#596194 - 06/09/1304:56 PMRe: Data mining
[Re: steveg]
garyW
mid-century modern
Registered: 04/19/02
Posts: 8329
Originally Posted By: steveg
He needs a chart.
…. because these classified super spy charts are so awesome … I would even join the debate to shut down the NSA because of their PPT graphics. I guess we can be proud that Hobo or Comic Sans wasn't used.
#596200 - 06/09/1309:59 PMRe: Data mining
[Re: garyW]
six_of_one
Pool Bar
Registered: 04/19/02
Posts: 4474
Loc: Alexandria, VA
Quote:
The Republican majority of both houses of the 109th Congress gave Bush the power of the Patriot Act to conduct data mining under the FISA court, and immunity to all of the telecommunications companies that he had previously abused his power to avoid FISA Court Warrants. [etc., etc.]
Yes. All the Republican's fault. Thank goodness the Democrats repealed all that authority once they took control of Congress. Oh ... wait ... Also: Reauthorized in 2011. Those darn Republicans =P
With the support of both parties, the government has actually been exercising the lawful powers Congress has given it -- that's not the scandal. The scandal is that it's lawful in the first place, which only now through these recent revelations are people awakening to. Of course the right nutwings are going to use this to blame Obama. But most of the concern I've seen isn't with the president, but that the government has such powers legally --big revelation to them, but that's a good thing.
To sweep this away by saying "well, it's been going on for years and is legal" doesn't mean it's not something people should be paying attention to. And just because it's Obama carrying on the policies of Bush doesn't make it okay or even innocuous. Is it unfair that it's under Obama's watch that people are upset? Perhaps. But that's part of the job and Barry is more than capable of wearing the big-boy pants and dealing with that.
Both right- and left-wing hacks are going to try to take advantage of these revelations, but the silver lining is that hopefully this now sticks a little bit more in the public eye and something can be done to remedy the excesses ...
#596201 - 06/09/1311:02 PMRe: Data mining
[Re: six_of_one]
garyW
mid-century modern
Registered: 04/19/02
Posts: 8329
Originally Posted By: six_of_one
[quote] All the Republican's fault.
Oh yeah, irony alert!
1. Congress voted to legalize expansive surveillance powers in 2001 (The USA PATRIOT ACT), 2008 (retroactive immunity for warrantless NSA wiretaps in the FISA Amendments Act), and in 2012 (renewing the FISA Amendments Act).
Congress declined to force administration transparency/honesty on secret interpretations of the law in 2001 (USA PATRIOT ACT), 2008 (NSA immunity), 2011 (the Wyden amendment to the NDAA, which would have required interpretations not be secret) & 2012 (the similar Markley amendment to the NDAA).
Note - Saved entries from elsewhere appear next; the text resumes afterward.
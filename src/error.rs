use std::path::PathBuf;
use thiserror::Error;

use crate::kernel::{Physics, Source, Tissue};
use crate::types::{BoxDim, Index3};

pub type Result<T> = std::result::Result<T, Error>;

/// Failures that abort the operation in which they occur: loading a dataset
/// file, reading configuration or imaging data, or a malformed request.
#[derive(Debug, Error)]
pub enum Error {
    #[error("{}:{line}: {message}", .path.display())]
    Parse { path: PathBuf, line: usize, message: String },

    #[error("missing or unreadable path: {}", .0.display())]
    MissingPath(PathBuf),

    #[error("invalid radionuclide identifier `{0}`")]
    InvalidNuclide(String),

    #[error("unsupported radionuclide `{0}`")]
    UnsupportedNuclide(String),

    #[error("unrecognized tissue `{0}`")]
    UnknownTissue(String),

    #[error("unrecognized physics model `{0}`")]
    UnknownPhysics(String),

    #[error("unrecognized kernel source `{0}`")]
    UnknownSource(String),

    #[error("`{name}` has shape {found:?}, expected {expected:?}")]
    ShapeMismatch { name: String, expected: BoxDim, found: BoxDim },

    #[error("no voxel with positive dose in region `{0}`")]
    EmptyRegion(String),

    #[error("no structure called `{0}`")]
    MissingStructure(String),

    #[error("a dose-volume histogram needs at least one bin")]
    NoBins,

    #[error(transparent)]
    Query(#[from] QueryError),

    #[error("IO error: {0}")]
    Io(#[from] std::io::Error),

    #[error("config error: {0}")]
    Toml(#[from] toml::de::Error),

    #[error("TOML serialization error: {0}")]
    TomlSer(#[from] toml::ser::Error),
}

impl Error {
    pub(crate) fn parse(path: impl Into<PathBuf>, line: usize, message: impl Into<String>) -> Self {
        Error::Parse { path: path.into(), line, message: message.into() }
    }
}

/// Reasons why a kernel library query produced no value. These are
/// recoverable: callers may ask for sources or tissues which were not loaded.
#[derive(Debug, Clone, PartialEq, Error)]
pub enum QueryError {
    #[error("no {0} data loaded for this radionuclide")]
    SourceUnavailable(Source),

    #[error("no {dataset} tables for tissue {tissue}{}", physics_suffix(.physics))]
    NoMatchingTables { dataset: Source, tissue: Tissue, physics: Option<Physics> },

    #[error("offset {offset:?} lies outside the common lookup range of {limit} voxels")]
    OffsetOutOfRange { offset: Index3, limit: usize },

    #[error("no simulation table with voxel size {voxel_size_mm:.3} mm for tissue {tissue} and physics {physics}")]
    NoExactVoxelSize { tissue: Tissue, physics: Physics, voxel_size_mm: f64 },

    #[error("voxel size {0} mm is not a finite length")]
    InvalidVoxelSize(f64),
}

fn physics_suffix(physics: &Option<Physics>) -> String {
    physics.map(|p| format!(" and physics {p}")).unwrap_or_default()
}
/// Progress bar for building the DVHs of several structures
pub (super) struct Progress(ProgressBar);

impl Progress {

    pub (super) fn new(rois: &[String]) -> Self {
        let first = rois.first().cloned().unwrap_or_default();
        let bar = ProgressBar::new(rois.len() as u64).with_message(first);
        let style = ProgressStyle::default_bar()
            .template("DVH of: {msg}\n[{elapsed_precise}] {wide_bar} {pos}/{len}")
            .unwrap_or_else(|_| ProgressStyle::default_bar());
        bar.set_style(style);
        bar.tick();
        Self(bar)
    }

    pub (super) fn roi_done(&self, roi: &str) {
        self.0.set_message(roi.to_string());
        self.0.inc(1);
    }

    pub (super) fn finish(&self) {
        self.0.finish_with_message("<finished>");
    }
}

// ----- Imports -----------------------------------------------------------------------------------------
use indicatif::{ProgressBar, ProgressStyle};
Those last two actually got voted down, which means Congress voted to enable secret government legal interpretation.
3. The outrage of this "scandal" over the government’s ridiculously broad surveillance powers needs to be directed at CONGRESS, which keeps approving them while voting they stay secret.
garyW
mid-century modern
Registered: 04/19/02
Posts: 8329
Edward Snowden worked for the defense contractor Booz Allen Hamilton for 3 months, ending May 30. Glenn Greenwall has said he started working with this informant in February.
Sounds to me more like espionage than journalism.
What also is incredibly scary is the realization that thousands of private defense contractor firms control the flow of information, and how seemingly easy it was to let an operative with dubious intentions gain security clearance and access to all of it.
#596243 - 06/10/1304:01 PMRe: Data mining
[Re: yoyo52]
garyW
mid-century modern
Registered: 04/19/02
Posts: 8329
Will somebody in the media please ask the outraged Congressmen and their political pundits who authorized these defense contracts, who reviewed them, who voted to fund them. Did they appropriate HUNDREDS OF BILLIONS (I would est at least since 2001) of dollars to firms for NSA Patriot Act-required data mining, establishing surveillance networks and data storage without knowing what they were spending on?
#596245 - 06/10/1304:30 PMRe: Data mining
[Re: garyW]
steveg
Making a new reply.
Registered: 04/19/02
Posts: 27495
Loc: D'OHio
It's all opportunism on steroids. For the right, it one more "scandal" that despite originating under the Cheney badministration, is now an "Obama thing". For the left and the right, it's a lever Congress thinks it can use to get it's approval ratiung back above 10%.